Ferry menegaskan bahwa gejolak pada pasar keuangan seperti tekanan beruntun terhadap nilai tukar rupiah dan Indeks Harga Saham Gabungan (IHSG) merupakan cerminan langsung dari menurunnya tingkat kepercayaan publik serta investor terhadap kondisi ekonomi Indonesia.

“Hari ini saya juga sempat diundang oleh Bang Henri Satrio untuk memberikan pandangan mengenai solusi bagi kondisi ekonomi kita yang sedang berada pada titik yang mengkhawatirkan. Tekanan terhadap rupiah dan IHSG merupakan indikator turunnya kepercayaan publik terhadap ekonomi Indonesia,” ujar Ferry dalam siaran di kanal YouTube pribadinya, dikutip Minggu (9/8/2026).

Dalam analisisnya, Ferry merinci tiga faktor kelembagaan yang memerlukan pembenahan total dari pemerintah:

1- Birokrasi Terlalu Gemuk

Ferry menyoroti struktur kelembagaan kabinet pemerintah yang dinilai terlalu besar. Menurutnya, jumlah jajaran kabinet yang mencapai sekitar 110 menteri dan wakil menteri merupakan struktur birokrasi ekstrem yang amat jarang ditemui di negara lain dan berpotensi menghambat efisiensi.
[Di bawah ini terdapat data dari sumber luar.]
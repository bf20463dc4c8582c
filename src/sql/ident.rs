//! Identifier helpers shared by the statement matchers.

/// Regex fragment for a possibly schema-qualified, possibly quoted name.
pub const QUALIFIED_NAME: &str = r#"(?:"[^"]+"|[\w$]+)(?:\s*\.\s*(?:"[^"]+"|[\w$]+))?"#;

/// Strip a schema qualifier and surrounding double quotes.
///
/// `public.users`, `"public"."users"` and `"users"` all yield `users`.
pub fn normalize_name(raw: &str) -> String {
    let raw = raw.trim();
    let mut in_quotes = false;
    let mut last_dot = None;
    for (i, c) in raw.char_indices() {
        match c {
            '"' => in_quotes = !in_quotes,
            '.' if !in_quotes => last_dot = Some(i),
            _ => {}
        }
    }
    let last = match last_dot {
        Some(pos) => raw[pos + 1..].trim(),
        None => raw,
    };
    unquote(last).to_string()
}

/// Remove one layer of matching double or single quotes.
pub fn unquote(s: &str) -> &str {
    let s = s.trim();
    for q in ['"', '\''] {
        if s.len() >= 2 && s.starts_with(q) && s.ends_with(q) {
            return &s[1..s.len() - 1];
        }
    }
    s
}

/// Split a parenthesized column list body: `a, "b", c`.
pub fn split_name_list(list: &str) -> Vec<String> {
    list.split(',')
        .map(normalize_name)
        .filter(|s| !s.is_empty())
        .collect()
}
2- Jaminan Kepastian Hukum

Fokus utama investor global sebelum menanamkan modal jangka panjang adalah penegakan hukum yang konsisten. Tanpa kepastian hukum yang kokoh, daya tarik investasi nasional akan terus merosot.

3- Regulasi yang Membebankan Dunia Usaha:

Pemerintah diimbau tidak ugal-ugalan menelurkan regulasi baru yang berisiko mematikan iklim bisnis. Ferry mencermati dua rencana kebijakan sensitif:

Yang pertama, pemangkasan Komisi Ojek Online (20% ke 8%): Kebijakan ini dinilai membahayakan ekosistem industri aplikasi jasa transportasi. Jika operator memangkas atau menghentikan operasionalnya, jutaan pengemudi terancam kehilangan sumber penghasilan.

Kedua, pembentukan PT DSI sebagai Pintu Ekspor Tunggal. Solusi pemusatan pintu ekspor ini dinilai tidak tepat sasaran untuk menyelesaikan persoalan under invoicing, serta diragukan kapasitasnya dalam mengelola transaksi seluruh eksportir nasional.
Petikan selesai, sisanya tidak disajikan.